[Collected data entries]
=== Section Start ===

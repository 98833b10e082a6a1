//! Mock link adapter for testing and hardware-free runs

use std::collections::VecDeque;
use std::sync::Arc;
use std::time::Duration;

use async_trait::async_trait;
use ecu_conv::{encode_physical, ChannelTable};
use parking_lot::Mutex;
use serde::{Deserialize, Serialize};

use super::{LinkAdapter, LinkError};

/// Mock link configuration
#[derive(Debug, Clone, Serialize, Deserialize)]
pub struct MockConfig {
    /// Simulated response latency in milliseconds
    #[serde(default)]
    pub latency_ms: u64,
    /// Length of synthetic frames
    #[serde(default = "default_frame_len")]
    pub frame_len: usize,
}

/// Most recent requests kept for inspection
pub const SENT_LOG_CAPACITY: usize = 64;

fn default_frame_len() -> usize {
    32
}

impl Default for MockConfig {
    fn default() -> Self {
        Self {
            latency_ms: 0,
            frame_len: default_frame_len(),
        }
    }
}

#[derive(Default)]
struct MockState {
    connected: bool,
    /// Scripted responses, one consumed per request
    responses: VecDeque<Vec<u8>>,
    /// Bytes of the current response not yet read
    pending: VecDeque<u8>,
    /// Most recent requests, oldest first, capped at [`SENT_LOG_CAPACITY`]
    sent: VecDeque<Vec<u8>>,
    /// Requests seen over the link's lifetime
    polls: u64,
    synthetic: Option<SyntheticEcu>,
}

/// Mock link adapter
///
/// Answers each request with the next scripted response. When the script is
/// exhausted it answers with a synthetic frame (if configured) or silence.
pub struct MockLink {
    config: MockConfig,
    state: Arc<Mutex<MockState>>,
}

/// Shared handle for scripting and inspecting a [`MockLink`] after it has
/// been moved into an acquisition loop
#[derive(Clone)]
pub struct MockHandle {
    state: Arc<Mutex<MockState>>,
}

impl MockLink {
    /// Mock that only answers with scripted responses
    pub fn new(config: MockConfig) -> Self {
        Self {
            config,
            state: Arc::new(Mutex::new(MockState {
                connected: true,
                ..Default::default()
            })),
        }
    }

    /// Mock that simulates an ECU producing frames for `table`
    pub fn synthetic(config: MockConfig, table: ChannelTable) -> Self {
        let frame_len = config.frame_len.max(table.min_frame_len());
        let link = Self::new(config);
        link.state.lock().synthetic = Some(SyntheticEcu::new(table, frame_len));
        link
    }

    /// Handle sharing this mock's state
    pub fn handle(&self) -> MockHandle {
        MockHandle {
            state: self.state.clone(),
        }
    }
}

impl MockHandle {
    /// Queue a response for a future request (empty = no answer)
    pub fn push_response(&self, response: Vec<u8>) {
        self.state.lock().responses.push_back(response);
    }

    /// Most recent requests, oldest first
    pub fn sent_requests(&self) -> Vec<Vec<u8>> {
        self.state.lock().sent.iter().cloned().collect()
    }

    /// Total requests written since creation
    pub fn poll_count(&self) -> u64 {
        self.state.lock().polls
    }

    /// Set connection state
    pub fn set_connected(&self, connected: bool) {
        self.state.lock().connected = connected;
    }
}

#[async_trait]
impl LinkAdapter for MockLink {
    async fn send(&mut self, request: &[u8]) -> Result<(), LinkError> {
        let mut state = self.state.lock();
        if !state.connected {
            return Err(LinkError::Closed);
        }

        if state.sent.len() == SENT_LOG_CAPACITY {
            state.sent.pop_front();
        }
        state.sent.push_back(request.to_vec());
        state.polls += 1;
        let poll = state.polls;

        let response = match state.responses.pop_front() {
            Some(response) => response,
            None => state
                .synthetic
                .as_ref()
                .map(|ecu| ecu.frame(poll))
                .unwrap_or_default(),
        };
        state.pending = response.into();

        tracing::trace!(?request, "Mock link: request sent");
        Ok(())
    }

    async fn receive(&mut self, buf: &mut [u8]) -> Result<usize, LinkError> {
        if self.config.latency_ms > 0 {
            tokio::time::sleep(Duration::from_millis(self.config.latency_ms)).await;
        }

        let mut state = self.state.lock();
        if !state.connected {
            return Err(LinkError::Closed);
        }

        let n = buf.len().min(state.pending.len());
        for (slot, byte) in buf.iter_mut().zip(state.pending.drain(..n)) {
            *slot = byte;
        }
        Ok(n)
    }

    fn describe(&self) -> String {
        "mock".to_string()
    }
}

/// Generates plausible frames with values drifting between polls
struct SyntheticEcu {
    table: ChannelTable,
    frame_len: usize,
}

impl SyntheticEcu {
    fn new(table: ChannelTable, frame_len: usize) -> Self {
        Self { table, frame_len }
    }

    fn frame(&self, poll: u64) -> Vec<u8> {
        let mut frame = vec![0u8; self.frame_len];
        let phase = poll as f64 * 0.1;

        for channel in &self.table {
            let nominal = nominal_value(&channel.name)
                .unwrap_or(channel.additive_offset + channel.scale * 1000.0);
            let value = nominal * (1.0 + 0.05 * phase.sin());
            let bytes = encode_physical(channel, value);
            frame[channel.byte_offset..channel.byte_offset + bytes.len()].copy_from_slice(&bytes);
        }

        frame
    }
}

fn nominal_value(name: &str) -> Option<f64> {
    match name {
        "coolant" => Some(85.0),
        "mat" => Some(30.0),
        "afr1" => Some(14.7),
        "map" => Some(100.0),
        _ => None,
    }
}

=== Section End ===

▸ **What to do**: Above are records; repeat only the lines starting at the line with "use async_trait::async_trait;" and ending at the line with "let link = Self::new(config);", exactly as they appear, both included.

▸ **Problem solution**:
use async_trait::async_trait;
use ecu_conv::{encode_physical, ChannelTable};
use parking_lot::Mutex;
use serde::{Deserialize, Serialize};

use super::{LinkAdapter, LinkError};

/// Mock link configuration
#[derive(Debug, Clone, Serialize, Deserialize)]
pub struct MockConfig {
    /// Simulated response latency in milliseconds
    #[serde(default)]
    pub latency_ms: u64,
    /// Length of synthetic frames
    #[serde(default = "default_frame_len")]
    pub frame_len: usize,
}

/// Most recent requests kept for inspection
pub const SENT_LOG_CAPACITY: usize = 64;

fn default_frame_len() -> usize {
    32
}

impl Default for MockConfig {
    fn default() -> Self {
        Self {
            latency_ms: 0,
            frame_len: default_frame_len(),
        }
    }
}

#[derive(Default)]
struct MockState {
    connected: bool,
    /// Scripted responses, one consumed per request
    responses: VecDeque<Vec<u8>>,
    /// Bytes of the current response not yet read
    pending: VecDeque<u8>,
    /// Most recent requests, oldest first, capped at [`SENT_LOG_CAPACITY`]
    sent: VecDeque<Vec<u8>>,
    /// Requests seen over the link's lifetime
    polls: u64,
    synthetic: Option<SyntheticEcu>,
}

/// Mock link adapter
///
/// Answers each request with the next scripted response. When the script is
/// exhausted it answers with a synthetic frame (if configured) or silence.
pub struct MockLink {
    config: MockConfig,
    state: Arc<Mutex<MockState>>,
}

/// Shared handle for scripting and inspecting a [`MockLink`] after it has
/// been moved into an acquisition loop
#[derive(Clone)]
pub struct MockHandle {
    state: Arc<Mutex<MockState>>,
}

impl MockLink {
    /// Mock that only answers with scripted responses
    pub fn new(config: MockConfig) -> Self {
        Self {
            config,
            state: Arc::new(Mutex::new(MockState {
                connected: true,
                ..Default::default()
            })),
        }
    }

    /// Mock that simulates an ECU producing frames for `table`
    pub fn synthetic(config: MockConfig, table: ChannelTable) -> Self {
        let frame_len = config.frame_len.max(table.min_frame_len());
        let link = Self::new(config);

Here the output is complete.